I hate that anxiety hanging over me - I hate all the anxiety hanging over me. I just want to know what’s going to happen, to have assurances that “this is how it will go down”. But no one can give them to me, no one can make any clear, confident proclamations about what is happening right now.
So let’s have a recipe instead. I am not the best at writing recipes, but I figured I wanted to write something simple, loving and usable by everyone out there who, like me, has found that their little lego tower of problems just had a whole bunch of bricks added to it.
How to Boil an Egg
Yes, yes I know you all think this is the beginning of some joke but I promise you I am quite serious. It has taken me years to be able to competently boil an egg. I could never do it. I would make them too hard, too soft or have the shell stick terribly and destroy the egg trying to get it out. Or I would somehow crack the shell when the egg was in the water and little bits of white fug would fill the boiling pan, cheerfully swirling around in a mockery of my failure.
So today I will teach you how to boil an egg. —Stottey
- Cook time 7 minutes
- Serves 1
- Step the First: Boil water. You see, thou shalt not start the egg in cold water. My mum always starts her egg in cold water and I know loads of people that do. “Won’t it crack the shell if you put it straight into boiling water?” you say. Well, maybe. But this is all mostly superstition, let's be real, and I find that when I start the egg in boiling water, it is much less likely to stick to the shell. Note I say boiling. I want your water AGGRESSIVE I want that water to be swirling around like you have just insulted its mother. Be patient - this often takes longer than you think. Don’t put the egg in when it’s simmering, or when it looks hot or when you see the first bubble. I want that water to be truly, enthusiastically going mental in your saucepan.
- Step the Second: Add an egg. Now, some of you may be able to put the egg into the water with your hands. I find that I can sometimes do this but sometimes I can’t. Sometimes I end up dropping it and cracking it, or in a moment of manic whimsy I just let it go from slightly too high a height and it splashes back, endangering my precious fingers. So here is how you add the egg: grab a large spoon in one hand, the egg in the other, and, over the water (don’t try and carry the egg on the spoon to the pan - this, too, has resulted in disaster for me) place it onto the spoon and then into the water. Onto the spoon. Into the water. Gently. Like it’s, well, an egg. There we go. Well done.

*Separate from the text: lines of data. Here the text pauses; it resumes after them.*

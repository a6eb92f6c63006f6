mod config;

use akamai_appsec::appsec::{
    GetActivationHistoryRequest, GetActivationsRequest, GetConfigurationRequest,
    GetConfigurationVersionsRequest, GetConfigurationsRequest, GetContractsGroupsRequest,
    GetCustomDenyListRequest, GetCustomRulesRequest, GetMatchTargetsRequest,
    GetRatePoliciesRequest, GetReputationProfilesRequest, GetSecurityPoliciesRequest,
    GetSiemSettingsRequest,
};
use akamai_appsec::{edgegrid, Appsec, Session, VERSION};
use anyhow::{Context, Result};
use clap::{Parser, Subcommand, ValueEnum};
use config::Settings;
use serde::Serialize;
use std::path::PathBuf;
use tokio_util::sync::CancellationToken;
use tracing::Level;
use tracing_subscriber::fmt::writer::MakeWriterExt;

/// Read Akamai Application Security configurations
#[derive(Parser, Debug)]
#[command(name = "appsec", version = VERSION, about, long_about = None)]
struct Args {
    /// Credentials file (defaults to ~/.edgerc)
    #[arg(long, global = true)]
    edgerc: Option<PathBuf>,

    /// Credentials section
    #[arg(short, long, global = true)]
    section: Option<String>,

    /// Try AKAMAI_* environment variables before the credentials file
    #[arg(long, global = true)]
    env: bool,

    /// Output format
    #[arg(short, long, value_enum, default_value = "json", global = true)]
    output: OutputFormat,

    /// Log level for debugging
    #[arg(long, value_enum, default_value = "off", global = true)]
    log_level: LogLevel,

    #[command(subcommand)]
    command: Command,
}

#[derive(Subcommand, Debug)]
enum Command {
    /// List security configurations
    Configs {
        /// Only the configuration with this name
        #[arg(long)]
        name: Option<String>,
    },
    /// Show one security configuration
    Config { config_id: Option<i64> },
    /// List the versions of a configuration
    Versions { config_id: Option<i64> },
    /// List security policies
    Policies {
        #[arg(long)]
        config_id: Option<i64>,
        #[arg(long)]
        config_version: i64,
        /// Only the policy with this name
        #[arg(long)]
        name: Option<String>,
    },
    /// List match targets
    MatchTargets {
        #[arg(long)]
        config_id: Option<i64>,
        #[arg(long)]
        config_version: i64,
    },
    /// List custom rules
    CustomRules {
        #[arg(long)]
        config_id: Option<i64>,
    },
    /// List custom deny actions
    CustomDeny {
        #[arg(long)]
        config_id: Option<i64>,
        #[arg(long)]
        config_version: i64,
    },
    /// List rate policies
    RatePolicies {
        #[arg(long)]
        config_id: Option<i64>,
        #[arg(long)]
        config_version: i64,
    },
    /// List reputation profiles
    ReputationProfiles {
        #[arg(long)]
        config_id: Option<i64>,
        #[arg(long)]
        config_version: i64,
    },
    /// Show SIEM settings
    Siem {
        #[arg(long)]
        config_id: Option<i64>,
        #[arg(long)]
        config_version: i64,
    },
    /// List contracts and groups
    ContractsGroups {
        #[arg(long)]
        contract: Option<String>,
        #[arg(long)]
        group: Option<i64>,
    },
    /// Show the state of an activation
    Activation { activation_id: i64 },
    /// List past activations of a configuration
    ActivationHistory { config_id: Option<i64> },
}

#[derive(Debug, Clone, Copy, PartialEq, Eq, ValueEnum)]
enum OutputFormat {
    Json,
    Yaml,
}

#[derive(Debug, Clone, Copy, ValueEnum)]
enum LogLevel {
    Off,
    Error,
    Warn,
    Info,
    Debug,
    Trace,
}

impl LogLevel {
    fn to_tracing_level(self) -> Option<Level> {
        match self {
            LogLevel::Off => None,
            LogLevel::Error => Some(Level::ERROR),
            LogLevel::Warn => Some(Level::WARN),
            LogLevel::Info => Some(Level::INFO),
            LogLevel::Debug => Some(Level::DEBUG),
            LogLevel::Trace => Some(Level::TRACE),
        }
    }
}

fn setup_logging(level: LogLevel) -> Option<tracing_appender::non_blocking::WorkerGuard> {
    let tracing_level = level.to_tracing_level()?;

    let log_path = get_log_path();

    if let Some(parent) = log_path.parent() {
        let _ = std::fs::create_dir_all(parent);
    }

    let file = match std::fs::OpenOptions::new()
        .create(true)
        .append(true)
        .open(&log_path)
    {
        Ok(file) => file,
        Err(e) => {
            eprintln!("Logging disabled, cannot open {:?}: {}", log_path, e);
            return None;
        }
    };

    let (non_blocking, guard) = tracing_appender::non_blocking(file);

    tracing_subscriber::fmt()
        .with_max_level(tracing_level)
        .with_writer(non_blocking.with_max_level(tracing_level))
        .with_ansi(false)
        .with_target(true)
        .with_thread_ids(false)
        .with_file(true)
        .with_line_number(true)
        .init();

    tracing::info!("appsec {} started with log level: {:?}", VERSION, level);
    tracing::info!("Log file: {:?}", log_path);

    Some(guard)
}

fn get_log_path() -> PathBuf {
    if let Some(config_dir) = dirs::config_dir() {
        return config_dir.join("appsec").join("appsec.log");
    }
    if let Some(home) = dirs::home_dir() {
        return home.join(".appsec").join("appsec.log");
    }
    PathBuf::from("appsec.log")
}

fn render<T: Serialize>(value: &T, format: OutputFormat) -> Result<String> {
    Ok(match format {
        OutputFormat::Json => serde_json::to_string_pretty(value)?,
        OutputFormat::Yaml => serde_yaml::to_string(value)?,
    })
}

fn require_config_id(settings: &mut Settings, flag: Option<i64>) -> Result<i64> {
    let id = settings
        .effective_config_id(flag)
        .context("no configuration id given and none used before")?;
    settings.last_config_id = Some(id);
    Ok(id)
}

async fn run(args: Args, settings: &mut Settings, client: Appsec<Session>) -> Result<String> {
    let out = args.output;

    match args.command {
        Command::Configs { name } => {
            let request = GetConfigurationsRequest {
                name: name.unwrap_or_default(),
            };
            render(&client.get_configurations(&request).await?, out)
        }
        Command::Config { config_id } => {
            let config_id = require_config_id(settings, config_id)?;
            let request = GetConfigurationRequest { config_id };
            render(&client.get_configuration(&request).await?, out)
        }
        Command::Versions { config_id } => {
            let config_id = require_config_id(settings, config_id)?;
            let request = GetConfigurationVersionsRequest { config_id };
            render(&client.get_configuration_versions(&request).await?, out)
        }
        Command::Policies {
            config_id,
            config_version,
            name,
        } => {
            let request = GetSecurityPoliciesRequest {
                config_id: require_config_id(settings, config_id)?,
                version: config_version,
                policy_name: name.unwrap_or_default(),
            };
            render(&client.get_security_policies(&request).await?, out)
        }
        Command::MatchTargets {
            config_id,
            config_version,
        } => {
            let request = GetMatchTargetsRequest {
                config_id: require_config_id(settings, config_id)?,
                config_version,
                target_id: 0,
            };
            render(&client.get_match_targets(&request).await?, out)
        }
        Command::CustomRules { config_id } => {
            let request = GetCustomRulesRequest {
                config_id: require_config_id(settings, config_id)?,
                id: 0,
            };
            render(&client.get_custom_rules(&request).await?, out)
        }
        Command::CustomDeny {
            config_id,
            config_version,
        } => {
            let request = GetCustomDenyListRequest {
                config_id: require_config_id(settings, config_id)?,
                version: config_version,
                id: String::new(),
            };
            render(&client.get_custom_deny_list(&request).await?, out)
        }
        Command::RatePolicies {
            config_id,
            config_version,
        } => {
            let request = GetRatePoliciesRequest {
                config_id: require_config_id(settings, config_id)?,
                config_version,
                rate_policy_id: 0,
            };
            render(&client.get_rate_policies(&request).await?, out)
        }
        Command::ReputationProfiles {
            config_id,
            config_version,
        } => {
            let request = GetReputationProfilesRequest {
                config_id: require_config_id(settings, config_id)?,
                config_version,
                reputation_profile_id: 0,
            };
            render(&client.get_reputation_profiles(&request).await?, out)
        }
        Command::Siem {
            config_id,
            config_version,
        } => {
            let request = GetSiemSettingsRequest {
                config_id: require_config_id(settings, config_id)?,
                version: config_version,
            };
            render(&client.get_siem_settings(&request).await?, out)
        }
        Command::ContractsGroups { contract, group } => {
            let request = GetContractsGroupsRequest {
                contract_id: contract.unwrap_or_default(),
                group_id: group.unwrap_or_default(),
            };
            render(&client.get_contracts_groups(&request).await?, out)
        }
        Command::Activation { activation_id } => {
            let request = GetActivationsRequest { activation_id };
            render(&client.get_activations(&request).await?, out)
        }
        Command::ActivationHistory { config_id } => {
            let request = GetActivationHistoryRequest {
                config_id: require_config_id(settings, config_id)?,
            };
            render(&client.get_activation_history(&request).await?, out)
        }
    }
}

#[tokio::main]
async fn main() -> Result<()> {
    let args = Args::parse();

    let _log_guard = setup_logging(args.log_level);

    let mut settings = Settings::load();
    let section = settings.effective_section(args.section.as_deref());
    let edgerc = settings.effective_edgerc(args.edgerc.as_deref());

    let credentials = edgegrid::Config::load(edgerc.as_deref(), Some(&section), args.env)
        .with_context(|| format!("loading credentials for section [{}]", section))?;
    tracing::info!("Using credentials {:?}", credentials);

    let session = Session::new(credentials).context("building HTTP session")?;

    let cancel = CancellationToken::new();
    let client = Appsec::new(session).with_cancellation(cancel.clone());
    tokio::spawn(async move {
        if tokio::signal::ctrl_c().await.is_ok() {
            tracing::warn!("Interrupted, cancelling request");
            cancel.cancel();
        }
    });

    let output = run(args, &mut settings, client).await?;
    println!("{}", output);

    settings.section = Some(section);
    settings.edgerc = edgerc;
    if let Err(e) = settings.save() {
        tracing::warn!("Failed to save settings: {:#}", e);
    }

    Ok(())
}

- Step the Third: Set a timer. You must set a timer. Right now. Once the egg is in the water. If you don’t you will forget and you will definitely have no idea when to take it out. I promise you. You will momentarily remember the global pandemic and by the time you have been released from your anxiety spiral you will have no idea how much time has passed and all this work will have been for nought. How long do you set the timer for though? Much thought has been expounded on this matter. The truth is - it depends on your egg and it depends on you. I tend to go with seven minutes when working with your garden variety British Large Egg and aiming for mostly runny in the middle. However, I hear American eggs are smaller and I have no idea what you’re working with. Start with seven (?) minutes. Iterate. Perfection takes time.

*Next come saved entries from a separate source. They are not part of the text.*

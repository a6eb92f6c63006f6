//! Transport boundary
//!
//! The API client never talks HTTP itself. It hands a [`Request`] to a
//! [`Transport`] and gets back a [`Response`] whose body has already been
//! read in full.

pub mod http;

use async_trait::async_trait;
use reqwest::{Method, StatusCode};
use thiserror::Error;

use crate::edgegrid::signer::SignError;

pub use http::Session;

/// One outgoing API request; `path` is relative to the API host
#[derive(Debug, Clone, PartialEq)]
pub struct Request {
    pub method: Method,
    pub path: String,
    pub query: Vec<(String, String)>,
    pub headers: Vec<(String, String)>,
    pub body: Option<Vec<u8>>,
}

impl Request {
    pub fn new(method: Method, path: impl Into<String>) -> Self {
        Self {
            method,
            path: path.into(),
            query: Vec::new(),
            headers: Vec::new(),
            body: None,
        }
    }

    pub fn query(mut self, key: impl Into<String>, value: impl Into<String>) -> Self {
        self.query.push((key.into(), value.into()));
        self
    }

    /// Attach an encoded JSON body
    pub fn json(mut self, body: Vec<u8>) -> Self {
        self.headers
            .push(("Content-Type".to_string(), "application/json".to_string()));
        self.body = Some(body);
        self
    }

    pub fn header(&self, name: &str) -> Option<&str> {
        self.headers
            .iter()
            .find(|(k, _)| k.eq_ignore_ascii_case(name))
            .map(|(_, v)| v.as_str())
    }
}

/// A fully-read API response
#[derive(Debug, Clone, PartialEq)]
pub struct Response {
    pub status: StatusCode,
    pub body: Vec<u8>,
}

impl Response {
    pub fn new(status: StatusCode, body: impl Into<Vec<u8>>) -> Self {
        Self {
            status,
            body: body.into(),
        }
    }

    /// Response with a JSON-encoded body
    pub fn json(status: StatusCode, body: &serde_json::Value) -> Self {
        Self::new(status, body.to_string())
    }

    pub fn text(&self) -> String {
        String::from_utf8_lossy(&self.body).into_owned()
    }
}

/// Failures below the API level
#[derive(Debug, Error)]
pub enum TransportError {
    #[error("invalid request URL: {0}")]
    Url(#[from] url::ParseError),

    #[error("failed to build request: {0}")]
    Build(#[source] reqwest::Error),

    #[error("failed to sign request: {0}")]
    Sign(#[from] SignError),

    #[error("failed to send request: {0}")]
    Send(#[source] reqwest::Error),

    #[error("failed to read response body: {0}")]
    Body(#[source] reqwest::Error),

    #[error("request cancelled")]
    Cancelled,
}

/// Executes API requests
#[cfg_attr(test, mockall::automock)]
#[async_trait]
pub trait Transport: Send + Sync {
    async fn execute(&self, request: Request) -> Result<Response, TransportError>;
}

- Step the Fourth: Contemplate consumption. There are so many ways you could eat this egg. Marinade it? Smush it? Decorate some noodles with it? It’s up to you. Go hog wild. Or just top it and dip bread in, it’s your life.

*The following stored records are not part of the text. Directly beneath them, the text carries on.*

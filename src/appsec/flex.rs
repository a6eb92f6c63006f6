//! Decoders for fields the API returns in more than one shape
//!
//! Used as `#[serde(default, deserialize_with = "...")]` on the affected fields.

use serde::de::{self, Deserialize, DeserializeOwned, Deserializer};
use serde_json::Value;

#[derive(serde::Deserialize)]
#[serde(untagged)]
enum Shape<T> {
    Scalar(T),
    Sequence(Vec<Option<T>>),
}

/// Accept a scalar, a list (null elements skipped) or null as a list
pub fn one_or_many<'de, T, D>(field: &'static str, deserializer: D) -> Result<Vec<T>, D::Error>
where
    T: DeserializeOwned,
    D: Deserializer<'de>,
{
    let shape = Option::<Shape<T>>::deserialize(deserializer).map_err(|_| {
        de::Error::custom(format!(
            "{}: expected a string or a list of strings",
            field
        ))
    })?;

    Ok(match shape {
        None => Vec::new(),
        Some(Shape::Scalar(v)) => vec![v],
        Some(Shape::Sequence(vs)) => vs.into_iter().flatten().collect(),
    })
}

/// Accept a JSON string or integer as a string
pub fn string_or_int<'de, D>(field: &'static str, deserializer: D) -> Result<String, D::Error>
where
    D: Deserializer<'de>,
{
    match Value::deserialize(deserializer)? {
        Value::String(s) => Ok(s),
        Value::Number(n) if n.is_i64() || n.is_u64() => Ok(n.to_string()),
        Value::Null => Ok(String::new()),
        other => Err(de::Error::custom(format!(
            "{}: expected a string or an integer, got {}",
            field, other
        ))),
    }
}

/// Custom rule condition `name`
pub fn condition_name<'de, D: Deserializer<'de>>(d: D) -> Result<Vec<String>, D::Error> {
    one_or_many("name", d)
}

/// Custom rule condition `value`
pub fn condition_value<'de, D: Deserializer<'de>>(d: D) -> Result<Vec<String>, D::Error> {
    one_or_many("value", d)
}

/// Reputation profile atomic condition `name`
pub fn atomic_condition_name<'de, D: Deserializer<'de>>(d: D) -> Result<Vec<String>, D::Error> {
    one_or_many("name", d)
}

/// Custom deny `id`
pub fn custom_deny_id<'de, D: Deserializer<'de>>(d: D) -> Result<String, D::Error> {
    string_or_int("id", d)
}

#[cfg(test)]
mod tests {
    use serde::Deserialize;

    #[derive(Debug, Deserialize)]
    struct Condition {
        #[serde(default, deserialize_with = "super::condition_name")]
        name: Vec<String>,
    }

    #[derive(Debug, Deserialize)]
    struct Deny {
        #[serde(deserialize_with = "super::custom_deny_id")]
        id: String,
    }

    fn names(json: &str) -> Vec<String> {
        serde_json::from_str::<Condition>(json).unwrap().name
    }

    #[test]
    fn test_one_or_many_shapes() {
        assert_eq!(names(r#"{"name":"x"}"#), vec!["x"]);
        assert_eq!(names(r#"{"name":["a","b"]}"#), vec!["a", "b"]);
        assert_eq!(names(r#"{"name":["a",null,"b"]}"#), vec!["a", "b"]);
        assert!(names(r#"{"name":null}"#).is_empty());
        assert!(names(r#"{}"#).is_empty());
    }

    #[test]
    fn test_one_or_many_rejects_other_shapes() {
        let err = serde_json::from_str::<Condition>(r#"{"name":{"a":1}}"#).unwrap_err();
        assert!(err.to_string().contains("name: expected a string or a list of strings"));

        assert!(serde_json::from_str::<Condition>(r#"{"name":42}"#).is_err());
    }

    #[test]
    fn test_string_or_int() {
        let deny: Deny = serde_json::from_str(r#"{"id":"deny_custom_622918"}"#).unwrap();
        assert_eq!(deny.id, "deny_custom_622918");

        let deny: Deny = serde_json::from_str(r#"{"id":622918}"#).unwrap();
        assert_eq!(deny.id, "622918");

        let err = serde_json::from_str::<Deny>(r#"{"id":[1]}"#).unwrap_err();
        assert!(err.to_string().contains("id: expected a string or an integer"));
    }
}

- Step the Fifth: Drain and cool. Pour out the water over the sink (not on the floor obviously, not that I've ever poured boiled egg water on the floor who would do such a thing?) and then run cold water over the egg until it’s cool to the touch or you remember that you’re cooling an egg in the sink and suddenly look up from your phone and turn the tap off. Let’s move on to…
- Step the Sixth: Peel the egg. You are somewhat on your own here my lovelies. I’m sorry. I have done my best to take you this far but every now and again we try and try to do all we can but when we begin to peel we realise it’s all for nought. So deep breaths everyone and let us begin. I tend to tap the egg on the side until I have eviscerated a small patch of shell, and work from there, peeling the egg over a bin and then rinsing off little bits of shell still left over the sink. If you - as I have experienced many, many times - find that your egg begins to look like the surface of the moon from where you have attempted to gouge loose the shell from the tender embrace of the white to no avail then stop. Breathe. Remember the existence of dippy eggs and soldiers and don’t bother and just scoop it out with a spoon. It also gives you a chance to use that egg cup you have for some reason even though you haven’t had a dippy egg for about twenty years.
- Step the Seventh: Eat the egg. Enjoy your egg however you enjoy eggs most. Happy cooking folks. Take care.